The riding position of scooters differs from that of motorcycles, too, in that one sits astride the latter, while one sits atop a scooter with a full floorboard between the seat-shrouded motor and transmission, and the front, which generally includes a fairing, a fender, handlebars and controls. Oh, and maxi-scooters, for the most part, cost more than smaller scooters.

I recently participated in the launch of the Piaggio X9 Evolution 500, wherein a group of journalists rode from Piaggio's U.S. headquarters in Long Beach, Calif., up the coast to Santa Barbara, on day one, and returned the following day. It was my first two-wheeled experience on Southern California's super-crowded freeways, and also my first time for "lane-splitting."

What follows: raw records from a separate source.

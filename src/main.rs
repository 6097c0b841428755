use std::{path::PathBuf, sync::Arc};

use chat_relay::{
    chat::{client::OpenAIClient, engine::ChatEngine, store::MemoryStore},
    config::RelayConfig,
    relay::Relay,
    utils::log::Logger,
};
use tokio::io::BufReader;

#[tokio::main]
async fn main() -> anyhow::Result<()> {
    let path = std::env::args()
        .nth(1)
        .map(PathBuf::from)
        .unwrap_or_else(|| PathBuf::from("config.toml"));

    let config = RelayConfig::load(path)?;
    Logger::init(Logger::level(config.log_level.as_deref()));

    if config.llm.api_key.is_empty() {
        log::warn!("no API key configured, set OPENAI_KEY or llm.api_key in config.toml");
    }
    log::info!(
        "relaying to {} with model {}",
        config.llm.base_url,
        config.llm.model
    );

    let store = Arc::new(MemoryStore::new());
    let client = Arc::new(OpenAIClient::new(&config.llm)?);
    let relay = Relay::new(ChatEngine::new(&config, store, client));

    relay
        .run(BufReader::new(tokio::io::stdin()), tokio::io::stdout())
        .await
}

The first day was a tad harrowing to say the least, while the second day's return leg was more comfortable as I approached it with a good deal more confidence and was able to settle into a smoother, flowing rhythm. Total focus is necessary when splitting lanes, as rearview mirrors pose a major concern. My X9 scooter's mirrors passed above the mirrors of some vehicles, and below the mirrors of others.

Many motorists don't appreciate the convenience afforded cyclists or scooterists, and actually move over to block the way. Some, either unconsciously, or perhaps intentionally, dispose of coffee, cigarettes and even spittle. Lane splitting is an "at risk" exercise that came about to allow continued movement in heavy traffic in the interest of providing air flow for air-cooled motors, thereby preventing even more stalls and greater traffic congestion.

The Piaggio X9 Evolution is ideal for lane splitting, or any other kind of commuting, because of its size, power, capability and economic operation. The engine is a 500 cc single-cylinder, liquid-cooled four-stroke, 4-valve Piaggio MASTER with electronic fuel injection, counter-rotating balancer shaft and two-stage catalytic exhaust. It delivers 39 horsepower to the rear wheel. The scooter rides on 14-inch diameter wide section, tubeless wheels and tires. Top speed is about 100 mph, which can be done with both ease and stability.

The transmission delivers smooth acceleration, response and flexibility. A soundproof aluminum transmission cover cuts down on noise while aiding gear-shifting, and the new exhaust system features an aluminum heat shield for rider comfort and protection. An electronic immobilizer system is standard, ensuring greater protection against theft. Braking is done compliments of two front Brembo "Serie Oro" floating discs, both 260 mm in diameter, and a 240 mm rear disc, all 5 mm thick. The system is linked front and rear.

In terms of convenience and practicality, there is under-seat locking storage for one full-face and one open-face helmet. There are two stands: A center stand, and a side stand, including an ignition cutout device as well as an emergency ignition cut-out device. In addition to normal gauges and instrumentation, there is an outside temperature indicator with an ice-formation warning light and another warning light for non-operational brake lamps.